• _Supplied entries_
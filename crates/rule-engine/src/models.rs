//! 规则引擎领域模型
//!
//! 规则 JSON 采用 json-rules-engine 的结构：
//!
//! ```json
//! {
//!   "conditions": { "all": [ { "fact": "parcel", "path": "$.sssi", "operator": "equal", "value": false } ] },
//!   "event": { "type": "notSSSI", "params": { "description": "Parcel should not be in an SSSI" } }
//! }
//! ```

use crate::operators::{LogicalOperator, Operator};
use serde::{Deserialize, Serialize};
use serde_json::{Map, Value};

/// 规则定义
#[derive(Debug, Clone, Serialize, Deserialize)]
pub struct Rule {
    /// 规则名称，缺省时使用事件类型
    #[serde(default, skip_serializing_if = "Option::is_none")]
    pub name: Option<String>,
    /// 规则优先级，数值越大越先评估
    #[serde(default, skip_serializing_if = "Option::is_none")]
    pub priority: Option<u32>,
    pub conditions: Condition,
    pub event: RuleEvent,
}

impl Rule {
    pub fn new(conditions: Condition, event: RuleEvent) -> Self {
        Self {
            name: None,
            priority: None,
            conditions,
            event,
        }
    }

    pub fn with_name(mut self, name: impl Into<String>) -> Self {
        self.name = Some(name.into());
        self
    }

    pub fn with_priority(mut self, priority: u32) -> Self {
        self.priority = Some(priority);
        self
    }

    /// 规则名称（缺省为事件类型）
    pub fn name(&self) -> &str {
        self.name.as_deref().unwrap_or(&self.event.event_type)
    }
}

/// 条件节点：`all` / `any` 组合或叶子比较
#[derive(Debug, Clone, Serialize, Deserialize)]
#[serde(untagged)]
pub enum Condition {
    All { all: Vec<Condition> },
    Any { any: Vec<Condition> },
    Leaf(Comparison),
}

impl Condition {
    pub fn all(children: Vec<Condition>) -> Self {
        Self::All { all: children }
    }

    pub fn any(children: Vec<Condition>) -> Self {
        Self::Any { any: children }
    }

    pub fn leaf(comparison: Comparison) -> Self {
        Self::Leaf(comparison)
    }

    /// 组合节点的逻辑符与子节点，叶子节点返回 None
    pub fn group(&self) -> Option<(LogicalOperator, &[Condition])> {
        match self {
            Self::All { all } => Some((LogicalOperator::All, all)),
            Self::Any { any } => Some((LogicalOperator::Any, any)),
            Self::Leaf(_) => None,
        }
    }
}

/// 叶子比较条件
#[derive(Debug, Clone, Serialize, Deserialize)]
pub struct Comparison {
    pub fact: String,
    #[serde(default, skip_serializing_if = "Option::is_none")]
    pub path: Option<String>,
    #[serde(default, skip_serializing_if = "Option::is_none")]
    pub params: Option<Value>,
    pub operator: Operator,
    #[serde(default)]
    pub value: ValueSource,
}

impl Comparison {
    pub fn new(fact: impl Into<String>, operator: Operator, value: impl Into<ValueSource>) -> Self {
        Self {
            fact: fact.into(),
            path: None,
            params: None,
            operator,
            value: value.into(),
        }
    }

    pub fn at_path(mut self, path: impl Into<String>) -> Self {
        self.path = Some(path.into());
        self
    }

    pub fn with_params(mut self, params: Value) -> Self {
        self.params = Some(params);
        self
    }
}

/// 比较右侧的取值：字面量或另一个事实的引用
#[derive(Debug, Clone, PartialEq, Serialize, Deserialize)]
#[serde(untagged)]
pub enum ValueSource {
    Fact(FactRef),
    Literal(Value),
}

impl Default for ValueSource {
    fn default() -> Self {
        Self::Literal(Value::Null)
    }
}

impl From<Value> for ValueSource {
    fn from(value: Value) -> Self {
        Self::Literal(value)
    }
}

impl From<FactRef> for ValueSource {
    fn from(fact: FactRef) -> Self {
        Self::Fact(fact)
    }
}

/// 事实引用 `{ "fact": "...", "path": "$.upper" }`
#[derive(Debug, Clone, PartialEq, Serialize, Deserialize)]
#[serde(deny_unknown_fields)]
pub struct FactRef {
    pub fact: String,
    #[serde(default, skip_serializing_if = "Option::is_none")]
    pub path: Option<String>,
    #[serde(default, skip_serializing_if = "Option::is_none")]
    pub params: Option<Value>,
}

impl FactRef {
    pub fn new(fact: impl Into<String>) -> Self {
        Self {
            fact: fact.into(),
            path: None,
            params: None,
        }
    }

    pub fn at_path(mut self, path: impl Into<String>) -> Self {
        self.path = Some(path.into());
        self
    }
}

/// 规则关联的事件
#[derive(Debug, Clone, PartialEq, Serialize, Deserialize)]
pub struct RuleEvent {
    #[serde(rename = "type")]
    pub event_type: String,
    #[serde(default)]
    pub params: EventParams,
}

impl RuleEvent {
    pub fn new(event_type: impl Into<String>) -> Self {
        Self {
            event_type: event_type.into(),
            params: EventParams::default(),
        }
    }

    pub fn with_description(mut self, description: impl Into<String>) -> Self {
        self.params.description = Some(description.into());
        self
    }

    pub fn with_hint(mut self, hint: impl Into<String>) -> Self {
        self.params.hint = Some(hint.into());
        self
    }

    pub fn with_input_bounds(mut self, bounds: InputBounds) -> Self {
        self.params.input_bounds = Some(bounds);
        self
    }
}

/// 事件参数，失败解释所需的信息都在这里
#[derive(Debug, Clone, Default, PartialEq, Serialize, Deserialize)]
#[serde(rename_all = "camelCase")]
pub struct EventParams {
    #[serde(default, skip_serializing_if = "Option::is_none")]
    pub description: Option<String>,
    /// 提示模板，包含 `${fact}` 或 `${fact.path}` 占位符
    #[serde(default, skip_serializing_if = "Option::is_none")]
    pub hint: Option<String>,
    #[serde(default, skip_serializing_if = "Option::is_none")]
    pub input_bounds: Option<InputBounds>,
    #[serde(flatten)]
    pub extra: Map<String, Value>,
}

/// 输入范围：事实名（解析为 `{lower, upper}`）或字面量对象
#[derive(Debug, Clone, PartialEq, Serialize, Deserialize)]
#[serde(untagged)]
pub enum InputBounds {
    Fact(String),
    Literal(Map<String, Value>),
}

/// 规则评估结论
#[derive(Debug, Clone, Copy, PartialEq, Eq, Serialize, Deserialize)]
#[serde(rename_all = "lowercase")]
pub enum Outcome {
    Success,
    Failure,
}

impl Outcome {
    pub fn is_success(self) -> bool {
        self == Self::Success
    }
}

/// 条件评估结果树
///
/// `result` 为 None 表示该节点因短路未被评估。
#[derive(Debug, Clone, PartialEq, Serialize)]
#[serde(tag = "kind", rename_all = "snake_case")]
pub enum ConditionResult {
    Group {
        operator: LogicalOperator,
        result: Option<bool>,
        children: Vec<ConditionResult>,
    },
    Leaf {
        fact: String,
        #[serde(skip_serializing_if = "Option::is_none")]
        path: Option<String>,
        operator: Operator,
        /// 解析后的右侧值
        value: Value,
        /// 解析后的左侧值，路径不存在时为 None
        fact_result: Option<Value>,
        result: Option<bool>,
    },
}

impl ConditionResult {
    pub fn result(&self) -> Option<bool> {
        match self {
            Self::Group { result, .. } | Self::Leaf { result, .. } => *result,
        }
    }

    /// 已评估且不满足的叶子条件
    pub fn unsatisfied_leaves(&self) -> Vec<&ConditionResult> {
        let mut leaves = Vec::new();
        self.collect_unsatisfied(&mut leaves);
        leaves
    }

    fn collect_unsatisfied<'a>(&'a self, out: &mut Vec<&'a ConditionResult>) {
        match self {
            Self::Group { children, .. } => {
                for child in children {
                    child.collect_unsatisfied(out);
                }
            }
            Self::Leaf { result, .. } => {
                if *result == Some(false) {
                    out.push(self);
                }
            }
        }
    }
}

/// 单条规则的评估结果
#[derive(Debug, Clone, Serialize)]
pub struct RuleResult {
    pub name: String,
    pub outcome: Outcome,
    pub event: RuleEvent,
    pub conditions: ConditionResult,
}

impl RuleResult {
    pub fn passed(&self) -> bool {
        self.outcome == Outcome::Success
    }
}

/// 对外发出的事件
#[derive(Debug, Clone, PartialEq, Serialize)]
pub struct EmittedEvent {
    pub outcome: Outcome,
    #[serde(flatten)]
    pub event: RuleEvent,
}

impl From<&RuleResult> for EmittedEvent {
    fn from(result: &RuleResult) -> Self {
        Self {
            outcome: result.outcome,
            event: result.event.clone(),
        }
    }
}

• _Work to be completed_
Which lines in the entries above contain "struct"? Pull each of them out.

• _Output for this exercise_
pub struct Rule {
pub struct Comparison {
pub struct FactRef {
pub struct RuleEvent {
pub struct EventParams {
pub struct RuleResult {
pub struct EmittedEvent {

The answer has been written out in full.